Deux spécialistes fous de foot, mais avec des opinions bien différentes sur l’arbitrage vidéo, voilà où en est le football aujourd’hui sur cette problématique. Entre recherche de vérités et peur de dénaturer le jeu, les passionnés sont partagés.

Un débat qui dure depuis des années

Comme nous le rappelle Benjamin Bruchet, ce débat dans le foot fait rage depuis de nombreuses années et c’est seulement récemment que le pas a été franchi : « C’est une réflexion qui est ancienne mais qui arrive seulement maintenant dans le football. On se souvient des positions de Platini qui était farouchement contre son utilisation. Elle est utilisée depuis peu dans les championnats italien et allemand. Elle va arriver en Liga la saison prochaine, seule l’Angleterre a refusé son intégration pour l’instant. Elle s’utilise d’une manière plutôt claire à première vue : sur les actions litigieuses l’arbitre peut s’aider d’une petite télé pour prendre une décision. Souvent on ne comprend pas tout et ça laisse de longues minutes de vide assez particulières. »

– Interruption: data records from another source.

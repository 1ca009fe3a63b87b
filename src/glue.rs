//! Application-side hooks.
//!
//! The BLE core raises [`AppSignal`]s; [`forward`] turns each one into a
//! call on the application's [`AppSink`]. Sink methods run inline on the
//! event path and must return quickly.

use crate::ble::AppSignal;

pub trait AppSink {
    /// A peer link came up.
    fn on_ble_connected(&mut self);

    /// A peer link went down.
    fn on_ble_disconnected(&mut self);

    /// First byte of a notification from the peer at `peer_index`.
    fn on_notification_received(&mut self, peer_index: usize, value: u8);
}

impl<T: AppSink + ?Sized> AppSink for &mut T {
    fn on_ble_connected(&mut self) {
        (**self).on_ble_connected()
    }

    fn on_ble_disconnected(&mut self) {
        (**self).on_ble_disconnected()
    }

    fn on_notification_received(&mut self, peer_index: usize, value: u8) {
        (**self).on_notification_received(peer_index, value)
    }
}

/// Deliver one signal to the sink.
pub fn forward<A: AppSink + ?Sized>(sink: &mut A, signal: &AppSignal) {
    match *signal {
        AppSignal::Connected { peer } => {
            debug!("peer {} connected", peer);
            sink.on_ble_connected();
        }
        AppSignal::Disconnected { peer } => {
            debug!("peer {} disconnected", peer);
            sink.on_ble_disconnected();
        }
        AppSignal::Notification { peer, value } => sink.on_notification_received(peer, value),
    }
}
//! Unified error types for ble-multilink.
//!
//! No `alloc` - every variant carries only fixed-size data. None of these
//! ever terminate the link: handlers return them, the dispatcher logs them
//! and the affected peer simply stays uninitialized.

/// Top-level error type used across the crate.
#[derive(Debug, Clone, Copy, PartialEq, Eq)]
#[cfg_attr(feature = "defmt", derive(defmt::Format))]
pub enum Error {
    /// The stack rejected an outbound request.
    Stack(StackError),

    /// The owning profile has no interface handle yet.
    NotRegistered,

    /// A connect event named an address that was never registered.
    UnknownPeer,

    /// An event named a connection id no slot is tracking.
    UnknownConnection,

    /// A notification arrived without a value.
    EmptyNotification,

    /// A new discovery cycle was requested while scanning or connected.
    Busy,

    /// More requests or signals than an action batch can hold.
    ActionOverflow,

    /// Every profile slot of the dispatcher is taken.
    ProfileTableFull,
}

/// Synchronous rejection reported by a stack request call.
#[derive(Debug, Clone, Copy, PartialEq, Eq)]
#[cfg_attr(feature = "defmt", derive(defmt::Format))]
pub enum StackError {
    /// Raw status code from the stack.
    Raw(u32),
    /// The request is not valid in the stack's current state.
    InvalidState,
    /// The stack's request queue or memory pool is exhausted.
    NoMemory,
}

// Convenience conversions

impl From<StackError> for Error {
    fn from(e: StackError) -> Self {
        Error::Stack(e)
    }
}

Perte de pouvoir pour les arbitres

Les arbitres, déjà au cœur des polémiques et dont l’autorité est souvent remise en question sur le terrain par les joueurs et les entraîneurs, perdraient encore un peu plus de pouvoir comme l’explique notre consultant Furia Liga : « Je ne vois pas vraiment d’apport pour le corps arbitral. Il est trop souvent pris pour cible et utilisé comme défouloir pour expliquer une mauvaise performance sauf qu’avec la vidéo, on lui enlève tout pouvoir ou presque. Parfois, une équipe peut se sentir lésée qu’on n’ait pas utilisé la vidéo sur une action litigieuse en sa faveur alors que la vidéo va être utilisé contre elle ensuite. Pour moi la vidéo est une fausse bonne idée, typiquement dans l’idée que pour certains, ajouter de la technologie va aider le sport. Je suis pour l’implantation de la technologie mais je ne vois pas l’intérêt de la vidéo. Le football est un sport de mouvement où l’interprétation a une place importante. On l’a vu avec le rouge de Vecino ce week-end entre l’Inter et la Juve. Qui peut dire qu’il a tort ou raison de mettre un rouge au milieu Matias Vecino ? La vidéo aide en quoi ? »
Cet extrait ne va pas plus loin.